(Y Jacob llamó aquél lugar Panuel o sea
Cara de Dios, pues dijo:"He visto a Dios
cara a cara y aún estoy vivo."
(Génesis 32,31)
Mi vida ha sido agitada. Fui testigo de cómo el cielo de Constantinopla se oscureció a mediodía cuando la madre del emperador, Irene la ateniense, ordenó cegarlo en la habitación misma en la que lo había parido. El sol se ocultó entonces en un súbito anochecer. En la ciudad se escuchó un grande y amargo clamor. Hombres y mujeres se postraron y mientras se desgarraban las ropas y se arrancaban los cabellos, suplicaban llorando al Señor que tuviera piedad de Constantinopla. Tal vez esas mismas palabras pronunciaba en ese momento el emperador en su palacio, mientras de hinojos, rogaba a su madre que no le pusiera la espada ardiente sobre los párpados.
En los cuarteles los soldados encendieron las antorchas con manos trémulas; en los templos los monjes oraban de bruces en el suelo y observaban de reojo los cirios para ver de cuántas horas de luz disponían. Pero la oscuridad duró poco.
Las campanas de la iglesia de los Santos Apóstoles repicaron agradecidas cuando el sol salió de nuevo.
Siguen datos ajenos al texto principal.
//! Configuration file management.
//!
//! Handles loading the optional TOML configuration file.

use std::fs;
use std::path::Path;

use crate::domain::{AppConfig, AppError, Result};

/// Load configuration from an explicit file, the default location, or defaults.
///
/// # Errors
/// Returns error if an explicit file is missing, or any file found cannot be
/// read or parsed.
pub fn load_config(explicit: Option<&Path>) -> Result<AppConfig> {
    if let Some(path) = explicit {
        if !path.exists() {
            return Err(AppError::NotFound {
                path: path.to_path_buf(),
            });
        }
        return load_config_from_file(path);
    }

    let config_path = AppConfig::default_config_path();
    if config_path.exists() {
        load_config_from_file(&config_path)
    } else {
        tracing::debug!(path = %config_path.display(), "No config file, using defaults");
        Ok(AppConfig::default())
    }
}

/// Load configuration from a specific file.
///
/// # Errors
/// Returns error if file cannot be read or parsed.
pub fn load_config_from_file(path: &Path) -> Result<AppConfig> {
    let content = fs::read_to_string(path)
        .map_err(|e| AppError::io(format!("Failed to read config file: {}", path.display()), e))?;

    let config = toml::from_str(&content).map_err(|e| AppError::Config {
        message: format!("Failed to parse config file: {e}"),
    })?;

    tracing::info!(path = %path.display(), "Configuration loaded");

    Ok(config)
}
El emperador Constantino no volvió a ver la luz.
Hay quien dice que ese día las naves de todas las naciones equivocaron su rumbo; el Mármara se convirtió —mientras duró esa noche breve y terrible—en una charca descomunal de pez negra. Creo que es verdad, y que Irene, confundida por las turbias razones que el eunuco Estoraquio derramaba en su oído, creyó que la suma de su eunuco y ella misma igualarían la fuerza de un hombre y adoptó el título de basileus.
Si Estoraquio no hubiese sido un eunuco, los soldados lo habríamos seguido hasta el trono.
Luché al lado de sus hombres en Macedonia, y demostró ser un general valeroso y despiadado.
Pero era incompleto.
En la Pascua del año del gracia de 799, fui a buscar a una siciliana de la que me había encaprichado a un burdel cercano al palacio. Habíamos bebido muchas copas de vino especiado y el ruido del cortejo nos despertó apenas. Como en un sueño me asomé a la ventana y vi, iluminada por la luz azul de alba, a la madre del emperador en un carro de oro cuyas ruedas opacaba el polvo amarillo que los cascos de su cuadriga levantaba. La seguían sus soldados, los hombres de Estoraquio y una multitud que gritaba y lloraba. Ella misma conducía la cuadriga imperial, formada por caballos blancos. Salí a mirarla, incrédulo. Irene cumplía con el rito imperial como si hubiera nacido varón en lugar de mujer: vestía de púrpura y arrojaba las monedas de oro adornadas con su perfil a los pobres.